Alain Planès (#), Jean-François Heisser (+) (piano)


Dans le cadre de ses «Moments musicaux», le Châtelet a donné carte blanche à Alain Planès pour trois concerts sur le thème «Passion secrète: conversation avec les peintres». Parallèlement à l’exposition au foyer Nijinski d’une installation vidéo de la plasticienne Kyoko Sato, le pianiste français, qui a eu la chance de connaître Joan Miro, a conçu, dans un louable souci de renouvellement des schémas traditionnels, un triptyque aux volets très différenciés, comprenant une soirée centrale en forme d’hommage au peintre catalan et un récital méridien plus traditionnel, autour de Chabrier et Debussy.


Deux rendez-vous extrêmement prometteurs si l’on en juge par l’ouverture de ce cycle, qui prenait quant à elle la forme d’une conférence de Jean-Michel Nectoux, solide et documentée, diapositives à l’appui, mais à la spontanéité quelque peu entravée par la lecture, présentant les œuvres au programme à la lumière des relations entretenues par leurs auteurs avec la peinture. Des relations tellement étroites que le commentaire de ce concert tend spontanément à filer la métaphore picturale, tant le vocabulaire de la musique – qui, pour reprendre l’heureuse formule de Rameau cité par Nectoux, semble mettre «l’œil dans l’oreille» – emprunte ou partage à celui des arts plastiques.

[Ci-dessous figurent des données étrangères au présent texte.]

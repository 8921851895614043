//! Converts the small HTML subset used by starter templates into editor
//! markdown, so a press release seeded from a template opens as editable text.

use std::sync::LazyLock;

use regex::{Captures, Regex};

struct Rule {
    pattern: Regex,
    replacement: &'static str,
}

fn rule(pattern: &str, replacement: &'static str) -> Rule {
    Rule {
        pattern: Regex::new(pattern).expect("static pattern"),
        replacement,
    }
}

const UNDERLINE_OPEN: &str = "\u{E000}";
const UNDERLINE_CLOSE: &str = "\u{E001}";

static RULES: LazyLock<Vec<Rule>> = LazyLock::new(|| {
    vec![
        rule(r"(?s)<!--.*?-->", ""),
        rule(r"(?i)<img\b[^>]*>", ""),
        rule(r"(?is)<a\b[^>]*\bhref\s*=\s*['\x22]([^'\x22]*)['\x22][^>]*>(.*?)</a\s*>", "[$2](<$1>)"),
        rule(r"(?i)</?(?:strong|b)\s*>", "**"),
        rule(r"(?i)</?(?:em|i)\s*>", "*"),
        rule(r"(?i)</?(?:s|strike|del)\s*>", "~~"),
        rule(r"(?i)<u\s*>", UNDERLINE_OPEN),
        rule(r"(?i)</u\s*>", UNDERLINE_CLOSE),
        rule(r"(?i)<br\s*/?>[ \t]*\n?", "\\\n"),
        rule(r"(?i)</h[1-6]\s*>", "\n\n"),
        rule(r"(?i)</?p\b[^>]*>", "\n\n"),
        rule(r"(?i)</?(?:ul|ol)\b[^>]*>", "\n\n"),
        rule(r"(?i)</li\s*>\s*", ""),
        rule(r"(?i)<li\b[^>]*>\s*", "\n- "),
        rule(r"</?[A-Za-z][A-Za-z0-9]*\b[^>]*>", ""),
    ]
});

static HEADING_OPEN: LazyLock<Regex> =
    LazyLock::new(|| Regex::new(r"(?i)<h([1-6])\b[^>]*>").expect("static pattern"));

static BLANK_RUNS: LazyLock<Regex> = LazyLock::new(|| Regex::new(r"\n{3,}").expect("static pattern"));

/// Markdown rendering of template HTML.
///
/// Images and comments are dropped, headings, paragraphs, emphasis, links,
/// line breaks and bullet lists are kept. Bracketed placeholders pass through
/// untouched.
pub fn markdown_from_html(html: &str) -> String {
    let mut text = HEADING_OPEN
        .replace_all(html, |caps: &Captures<'_>| {
            let level = caps[1].parse::<usize>().unwrap_or(1);
            format!("\n\n{} ", "#".repeat(level))
        })
        .into_owned();
    for rule in RULES.iter() {
        text = rule.pattern.replace_all(&text, rule.replacement).into_owned();
    }
    let text = decode_entities(&text)
        .replace(UNDERLINE_OPEN, "<u>")
        .replace(UNDERLINE_CLOSE, "</u>");

    let trimmed = text.lines().map(str::trim).collect::<Vec<_>>().join("\n");
    BLANK_RUNS.replace_all(&trimmed, "\n\n").trim().to_string()
}

fn decode_entities(text: &str) -> String {
    text.replace("&nbsp;", " ")
        .replace("&lt;", "<")
        .replace("&gt;", ">")
        .replace("&quot;", "\"")
        .replace("&#39;", "'")
        .replace("&amp;", "&")
}

#[cfg(test)]
mod tests {
    use super::*;
    use crate::document::{from_markdown, kind, mark};

    const SAMPLE: &str = r#"
        <h1>[Company Name] Announces [News Headline]</h1>

        <!-- Optional Hero Image -->
        <img src="[image-url]" alt="[Brief image description]" style="max-width: 100%;" />
        <p style="text-align: center;">[Optional caption]</p>

        <p><strong>[City, Country]</strong> – <em>[Date]</em> – today announced.</p>

        <h2>Highlights</h2>
        <ul>
          <li>Keynote by [Speaker Name]</li>
          <li>Panels &amp; workshops</li>
        </ul>

        <p>For more information, visit <a href="[company website]">[company website]</a>.</p>

        <h2>Media Contact</h2>
        <p>
          <strong>[Full Name]</strong><br />
          [Job Title]<br />
          [Email Address]
        </p>
    "#;

    #[test]
    fn converts_template_subset() {
        let markdown = markdown_from_html(SAMPLE);
        assert_eq!(
            markdown,
            "# [Company Name] Announces [News Headline]\n\n\
             [Optional caption]\n\n\
             **[City, Country]** – *[Date]* – today announced.\n\n\
             ## Highlights\n\n\
             - Keynote by [Speaker Name]\n\
             - Panels & workshops\n\n\
             For more information, visit [[company website]](<[company website]>).\n\n\
             ## Media Contact\n\n\
             **[Full Name]**\\\n\
             [Job Title]\\\n\
             [Email Address]"
        );
    }

    #[test]
    fn converted_template_parses_into_the_expected_tree() {
        let doc = from_markdown(&markdown_from_html(SAMPLE));
        assert_eq!(doc.title(), "[Company Name] Announces [News Headline]");

        let list = doc.content.iter().find(|n| n.is(kind::BULLET_LIST)).unwrap();
        assert_eq!(list.content.len(), 2);

        let link = doc
            .content
            .iter()
            .flat_map(|block| block.content.iter())
            .find(|n| n.has_mark(mark::LINK))
            .unwrap();
        assert_eq!(link.marks[0].href(), Some("[company website]"));
    }

    #[test]
    fn underline_survives_tag_stripping() {
        assert_eq!(
            markdown_from_html("<p><u>keep</u> <span>drop tags</span></p>"),
            "<u>keep</u> drop tags"
        );
    }
}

Planès interprète d’abord trois pièces des Années de pèlerinage de Liszt, s’inscrivant parfaitement dans cette thématique: le paysage, avec Au bord d’une source, extrait de la Première année (1854), puis, dans deux extraits de la Deuxième année (1849), l’inspiration directe d’un tableau (Sposalizio) mais aussi d’une sculpture (Il Penseroso). Un Liszt droit, sans fioritures, rendant aussi bien justice au sens de la construction de Raphaël qu’au caractère sévère et altier de la statue de Michel Ange.


Jean-François Heisser donnait ensuite trois pièces – Le Fandango de Candil, Complainte et L’Amour et la Mort – tirées des Goyescas (1911) de Granados: nulle tentation, chez celui qui s’est illustré de longue date comme l’un des défenseurs les plus constants de la musique espagnole, de céder aux facilités de la couleur locale. Il préfère conjuguer clarté du trait et souplesse de la ligne, dessinant à la pointe sèche les contours de ces tableaux.


La seconde partie était intégralement consacrée à une copieuse sélection de pages de Debussy. Même si ce recueil entretient un lien assez ténu avec les beaux-arts, on se plaindra pas d’avoir pu entendre les trop peu fréquentées Epigraphes antiques (1914), magnifiées ici par Heisser et Planès: sans cultiver le flou ou l’impressionnisme, ils obtiennent de somptueux clairs obscurs et une pâte sonore d’une merveilleuse densité.


Planès revenait ensuite en solo pour quatre morceaux soigneusement choisis: trois Préludes évoquant tour à tour la sculpture grecque – Danseuses de Delphes, extrait du Premier livre (1910) – une urne funéraire égyptienne ou une gravure d’Arthur Rackham pour une édition de Peter PanCanope et Les Fées sont d’exquises danseuses, extraits du Second livre (1912) – mais aussi la dernière des Images de la Seconde série (1907), ces Poissons d’or représentés sur le panneau d’un paravent japonais. Pas de pittoresque ici, mais une large palette de timbres, depuis les tons sombres jusqu’aux éclats de lumière, un piano à la touche subtile, chatoyant, transparent et brillant de mille feux.


Les deux artistes concluent par l’admirable transcription pour deux pianos que Ravel réalisa en 1909 des Nocturnes (1899): expressive et haute en couleur mais jamais décorative ou absorbée par le détail, leur vision n’a rien d’une fade aquarelle, mais s’épanouit de façon éblouissante dans des teintes chaudes.